I always thought our friends on the consumer web side were doing better. The first time you experience Amazon’s or Netflix’s recommendation engines, they tend to raise eyebrows. Over time, the experience is less salient. And let’s face it, it’s got to be easier to guess which type of movie I might want to watch or a book that might interest me than to predict what a really engaging health-related message might be.
At CCH we’re in the middle of an interesting trial funded by the McKesson Foundation, where we collect three types of data (a measure of readiness to change, ongoing activity data and location data) and use an algorithm to generate motivational messages based on these variables. It’s ongoing now, so I don’t know how it will turn out, but we’re excited about the possibilities. Still, it’s only three variables and only one (activity level) is continuous. My instinct is that we have a long journey ahead of us.
I got some confirmatory evidence when I read a front-page article in the Boston Globe last week. A Harvard professor picked up a sad fact about Google’s algorithms. If one searches for an African American sounding name such as Trevon, Rasheed or Tamika, you are more likely to get an ad offering you an opportunity to run a background check on that individual than if you put in a more Caucasian sounding name such as Brad, Cody or Amy.
Imagine if we goofed like this in our ‘highly customized’ health care messaging.
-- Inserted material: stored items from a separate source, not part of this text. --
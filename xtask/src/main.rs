// Licensed under the Apache-2.0 license

use clap::{Parser, Subcommand};
use log::LevelFilter;
use simple_logger::SimpleLogger;
use std::path::PathBuf;

mod regfile_gen;

#[derive(Parser)]
#[command(author, version, about, long_about = None, name = "cargo xtask")]
struct Xtask {
    /// Log pipeline progress
    #[arg(short, long, global = true)]
    verbose: bool,

    #[command(subcommand)]
    xtask: Commands,
}

#[derive(Subcommand)]
enum Commands {
    /// Check a register file definition without generating anything
    RegfileCheck {
        /// Definition file (.toml or .json)
        #[arg(short, long)]
        file: PathBuf,
    },
    /// Generate code or documentation from a register file definition
    RegfileGen {
        /// Definition file (.toml or .json)
        #[arg(short, long)]
        file: PathBuf,

        /// Output target: c-header (c, h), rust (rs) or markdown (md)
        #[arg(short, long, default_value = "c-header")]
        target: String,

        /// Output file (prints to stdout if not specified)
        #[arg(short, long)]
        output: Option<PathBuf>,

        /// Identifier prefix, replacing the one derived from the file name
        #[arg(long)]
        prefix: Option<String>,

        /// Additional suffixes to strip from the file name (can be repeated)
        #[arg(long = "strip-suffix")]
        strip_suffixes: Vec<String>,

        /// Prefixes to strip from the file name (can be repeated)
        #[arg(long = "strip-prefix")]
        strip_prefixes: Vec<String>,

        /// Disable default suffix stripping (_regs, _reg, _csr, ...)
        #[arg(long)]
        no_default_strip: bool,

        /// Omit the provenance banner (generator, source, timestamp)
        #[arg(long)]
        no_stamp: bool,
    },
}

fn main() {
    let cli = Xtask::parse();
    let level = if cli.verbose {
        LevelFilter::Debug
    } else {
        LevelFilter::Info
    };
    if let Err(err) = SimpleLogger::new().with_level(level).env().init() {
        eprintln!("Failed to initialize logging: {err}");
    }

    let result = match &cli.xtask {
        Commands::RegfileCheck { file } => regfile_gen::check(file),
        Commands::RegfileGen {
            file,
            target,
            output,
            prefix,
            strip_suffixes,
            strip_prefixes,
            no_default_strip,
            no_stamp,
        } => regfile_gen::generate(
            file,
            target,
            output.as_deref(),
            &regfile_gen::NameOptions {
                prefix: prefix.as_deref(),
                strip_suffixes,
                strip_prefixes,
                no_default_strip: *no_default_strip,
            },
            !*no_stamp,
        ),
    };
    result.unwrap_or_else(|e| {
        eprintln!("Error: {e:#}");
        std::process::exit(1);
    });
}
What a disaster. We’d lose patients and consumers by the legion.
Health messaging is complex. It needs to be highly individualized, motivational, caring and of course accurate.
Indeed we have a long way to go. Although our friends in consumer, retail and financial services industries have not quite conquered this complex challenge (witness the Google gaff noted above), they are way ahead of where we are in healthcare. So, I hope some of those bright algorithm scientists can be convinced to turn their attention to connected health. We need the talent. The problem is intellectually challenging enough and the rewards will be great.